Everyone who watched the results coming in Ireland's marriage equality referendum must have noticed: this was not just a vote. This was, as Catholic Archbishop of Dublin Diarmuid Martin admitted, a social revolution. It wasn't just a majority; it was a landslide. Rural and urban, young and old, across all classes, people voted in favour. Ironically, given the No campaign's focus on family values - 'Mothers and Fathers matter' - it was the families that made the difference. The Mums and Dads of Ireland joined their children in voting for equality; for their gay sons and daughters, family members, friends and colleagues. This was the voice of middle Ireland. And the message was clear, emphatic and proud: Yes.
For some commentators, it seemed like a rejection of the Church. But that misses the tone - of positivity, of enthusiasm. The Church was not being rejected, simply bypassed. In the previous decade, the Irish public endured a sequence of grim revelations about the Church's past failures. Unlike the financial crisis, they never had a chance to express their feelings at the ballot box - until now.
When the Ryan report described the culture of endemic brutality of the Church's former residential schools, Archbishop Martin accepted there would be a price to pay for its failures: 'The church will have to pay that price in terms of its credibility'.
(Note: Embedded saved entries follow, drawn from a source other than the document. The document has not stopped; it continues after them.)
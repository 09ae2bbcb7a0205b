//! Bookable service HTTP handlers.
//!
//! Each of the seven kinds exposes the same five routes:
//!
//! ```text
//! POST   /api/v1/reservations/{id}/<collection>
//! GET    /api/v1/reservations/{id}/<collection>
//! GET    /api/v1/<collection>/{id}
//! PATCH  /api/v1/<collection>/{id}
//! DELETE /api/v1/<collection>/{id}
//! ```
//!
//! The handler bodies are identical up to the kind, so they are generated by
//! [`booking_endpoints!`]; the kind modules contribute only their request
//! DTO and its conversion into the domain payload.

pub mod car_rentals;
pub mod cruises;
pub mod excursions;
pub mod flights;
pub mod hotels;
pub mod medical_assists;
pub mod transfers;

use serde::{Deserialize, Serialize};
use utoipa::ToSchema;

use crate::domain::bookings::MoneyPayload;

/// Monetary request fields shared by every booking body.
///
/// Values are raw strings; the price-pair policy coerces and checks them.
#[derive(Debug, Default, Deserialize, Serialize, ToSchema)]
#[serde(rename_all = "camelCase")]
pub struct MoneyRequestBody {
    /// Three-letter ISO 4217 currency code.
    pub currency: Option<String>,
    /// Full price of the booked service.
    pub total_price: Option<String>,
    /// Amount already paid against the total.
    pub amount_paid: Option<String>,
}

impl From<MoneyRequestBody> for MoneyPayload {
    fn from(body: MoneyRequestBody) -> Self {
        Self {
            currency: body.currency,
            total_price: body.total_price,
            amount_paid: body.amount_paid,
        }
    }
}

/// Generate the five handlers for one booking kind.
///
/// The request DTO must convert into the kind's domain payload via `From`.
macro_rules! booking_endpoints {
    (
        kind: $kind:ty,
        singular: $singular:ident,
        state: $state_field:ident,
        body: $body:ty,
        noun: $noun:literal,
        tag: $tag:literal,
        create_route: $create_route:literal,
        item_route: $item_route:literal,
        create_path: $create_path:literal,
        item_path: $item_path:literal $(,)?
    ) => {
        ::paste::paste! {
            #[doc = "Create a " $noun " under a reservation."]
            #[utoipa::path(
                post,
                path = $create_path,
                params(("id" = String, Path, description = "Reservation id")),
                request_body = $body,
                responses(
                    (status = 200, description = "Booking created", body = $kind),
                    (status = 400, description = "Invalid request",
                        body = $crate::domain::DomainError),
                    (status = 401, description = "Unauthorized",
                        body = $crate::domain::DomainError),
                    (status = 403, description = "Owned by another operator",
                        body = $crate::domain::DomainError),
                    (status = 404, description = "Reservation not found",
                        body = $crate::domain::DomainError),
                    (status = 409, description = "Duplicate booking reference",
                        body = $crate::domain::DomainError)
                ),
                tags = [$tag],
                security(("SessionCookie" = []))
            )]
            #[actix_web::post($create_route)]
            pub async fn [<create_ $singular>](
                state: ::actix_web::web::Data<$crate::inbound::http::state::HttpState>,
                session: $crate::inbound::http::session::SessionContext,
                path: ::actix_web::web::Path<String>,
                payload: ::actix_web::web::Json<$body>,
            ) -> $crate::inbound::http::ApiResult<::actix_web::web::Json<$kind>> {
                let actor = session.require_user_id()?;
                let reservation_id = $crate::inbound::http::validation::parse_uuid(
                    &path.into_inner(),
                    $crate::inbound::http::validation::FieldName::new("reservationId"),
                )?;
                let created = state
                    .$state_field
                    .create(&actor, reservation_id, &payload.into_inner().into())
                    .await?;
                Ok(::actix_web::web::Json(created))
            }

            #[doc = "List a reservation's " $noun " rows."]
            #[utoipa::path(
                get,
                path = $create_path,
                params(("id" = String, Path, description = "Reservation id")),
                responses(
                    (status = 200, description = "Bookings", body = [$kind]),
                    (status = 401, description = "Unauthorized",
                        body = $crate::domain::DomainError),
                    (status = 403, description = "Owned by another operator",
                        body = $crate::domain::DomainError),
                    (status = 404, description = "Reservation not found",
                        body = $crate::domain::DomainError)
                ),
                tags = [$tag],
                security(("SessionCookie" = []))
            )]
            #[actix_web::get($create_route)]
            pub async fn [<list_ $singular s>](
                state: ::actix_web::web::Data<$crate::inbound::http::state::HttpState>,
                session: $crate::inbound::http::session::SessionContext,
                path: ::actix_web::web::Path<String>,
            ) -> $crate::inbound::http::ApiResult<::actix_web::web::Json<Vec<$kind>>> {
                let actor = session.require_user_id()?;
                let reservation_id = $crate::inbound::http::validation::parse_uuid(
                    &path.into_inner(),
                    $crate::inbound::http::validation::FieldName::new("reservationId"),
                )?;
                let listed = state.$state_field.list(&actor, reservation_id).await?;
                Ok(::actix_web::web::Json(listed))
            }

            #[doc = "Fetch a single " $noun "."]
            #[utoipa::path(
                get,
                path = $item_path,
                params(("id" = String, Path, description = "Booking id")),
                responses(
                    (status = 200, description = "Booking", body = $kind),
                    (status = 401, description = "Unauthorized",
                        body = $crate::domain::DomainError),
                    (status = 403, description = "Owned by another operator",
                        body = $crate::domain::DomainError),
                    (status = 404, description = "Not found",
                        body = $crate::domain::DomainError)
                ),
                tags = [$tag],
                security(("SessionCookie" = []))
            )]
            #[actix_web::get($item_route)]
            pub async fn [<get_ $singular>](
                state: ::actix_web::web::Data<$crate::inbound::http::state::HttpState>,
                session: $crate::inbound::http::session::SessionContext,
                path: ::actix_web::web::Path<String>,
            ) -> $crate::inbound::http::ApiResult<::actix_web::web::Json<$kind>> {
                let actor = session.require_user_id()?;
                let id = $crate::inbound::http::validation::parse_uuid(
                    &path.into_inner(),
                    $crate::inbound::http::validation::FieldName::new("id"),
                )?;
                Ok(::actix_web::web::Json(state.$state_field.get(&actor, id).await?))
            }

            #[doc = "Apply a partial update to a " $noun "."]
            #[utoipa::path(
                patch,
                path = $item_path,
                params(("id" = String, Path, description = "Booking id")),
                request_body = $body,
                responses(
                    (status = 200, description = "Booking updated", body = $kind),
                    (status = 400, description = "Invalid request",
                        body = $crate::domain::DomainError),
                    (status = 401, description = "Unauthorized",
                        body = $crate::domain::DomainError),
                    (status = 403, description = "Owned by another operator",
                        body = $crate::domain::DomainError),
                    (status = 404, description = "Not found",
                        body = $crate::domain::DomainError)
                ),
                tags = [$tag],
                security(("SessionCookie" = []))
            )]
            #[actix_web::patch($item_route)]
            pub async fn [<update_ $singular>](
                state: ::actix_web::web::Data<$crate::inbound::http::state::HttpState>,
                session: $crate::inbound::http::session::SessionContext,
                path: ::actix_web::web::Path<String>,
                payload: ::actix_web::web::Json<$body>,
            ) -> $crate::inbound::http::ApiResult<::actix_web::web::Json<$kind>> {
                let actor = session.require_user_id()?;
                let id = $crate::inbound::http::validation::parse_uuid(
                    &path.into_inner(),
                    $crate::inbound::http::validation::FieldName::new("id"),
                )?;
                let updated = state
                    .$state_field
                    .update(&actor, id, &payload.into_inner().into())
                    .await?;
                Ok(::actix_web::web::Json(updated))
            }

            #[doc = "Delete a " $noun ", reversing its aggregate contribution."]
            #[utoipa::path(
                delete,
                path = $item_path,
                params(("id" = String, Path, description = "Booking id")),
                responses(
                    (status = 200, description = "Booking deleted",
                        body = $crate::inbound::http::DeletedResponse),
                    (status = 401, description = "Unauthorized",
                        body = $crate::domain::DomainError),
                    (status = 403, description = "Owned by another operator",
                        body = $crate::domain::DomainError),
                    (status = 404, description = "Not found",
                        body = $crate::domain::DomainError)
                ),
                tags = [$tag],
                security(("SessionCookie" = []))
            )]
            #[actix_web::delete($item_route)]
            pub async fn [<delete_ $singular>](
                state: ::actix_web::web::Data<$crate::inbound::http::state::HttpState>,
                session: $crate::inbound::http::session::SessionContext,
                path: ::actix_web::web::Path<String>,
            ) -> $crate::inbound::http::ApiResult<
                ::actix_web::web::Json<$crate::inbound::http::DeletedResponse>,
            > {
                let actor = session.require_user_id()?;
                let id = $crate::inbound::http::validation::parse_uuid(
                    &path.into_inner(),
                    $crate::inbound::http::validation::FieldName::new("id"),
                )?;
                let deleted = state.$state_field.remove(&actor, id).await?;
                Ok(::actix_web::web::Json(
                    $crate::inbound::http::DeletedResponse { id: deleted },
                ))
            }
        }
    };
}

pub(crate) use booking_endpoints;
On 23 May, the invoice arrived in the post.
Reality check
There are of course some in the church who recognize the cliff it had just gone over. It was down to Archbishop Martin, once again, to put it plainly: the church needed a 'reality check'. Despite having most young people for 12 years in the educational system, he admitted, the church had failed to get its message across. Even here, the reality - that young people had rejected the message - was too painful to admit.
But a different kind of reality check came a few days later, from higher up in the hierarchy. Cardinal Pietro Parolin, described as the Vatican equivalent of prime minister, called the Irish vote a 'defeat for humanity'.
It was a breathtakingly arrogant comment, especially in view of the outpouring of positive sentiment in Dublin when the result of the vote was announced: here was a sign of the nation's maturity, a message to the world of Irish decency and toleration.
And here, now, was the Vatican, delivering an astonishing dismissal. A slap in the face; a public put-down.
Perhaps a score was being settled. In 2011 Taoiseach Enda Kenny described the 'dysfunction, disconnection, elitism' and 'narcissism' of the Vatican culture. Was this payback? If so, it suggested that nothing had changed. Perhaps this is what it seems - a dramatic own goal.
But it's just as likely a move in a different, wider game: what chess players call a pawn sacrifice.
The great game
In the global picture, Ireland is still small potatoes. There are one and a quarter billion Catholics on the planet. Ireland's adherents amount to less than a third of one percent of that total. Not only that: they're the wrong kind of Catholics.
In the past century, there has been a huge demographic shift in our world. Religion has gone south.
In the developing world, a vast movement of populations is taking place. Young people move to the cities in search of work, just as their predecessors did in the Roman Empire. Like them, they go from living in traditional communities, held together by close kinship networks, to being a face in the crowd, alone in an uncaring multitude. And like them, they find support in religion.
Yong people in the global South - in Africa, Asia and Latin America - can't get enough religion. Unlike the fading faithful of the North, the followers of the big international religions are booming. A century ago, Europe was home to two out of three of the world's Catholics. Today, it's one in four.
The wrong kind of faith
On a head count, developed countries still represent a sizable proportion of the faithful. But measured by what the experts call religiosity - how important their religion is to them - they're not.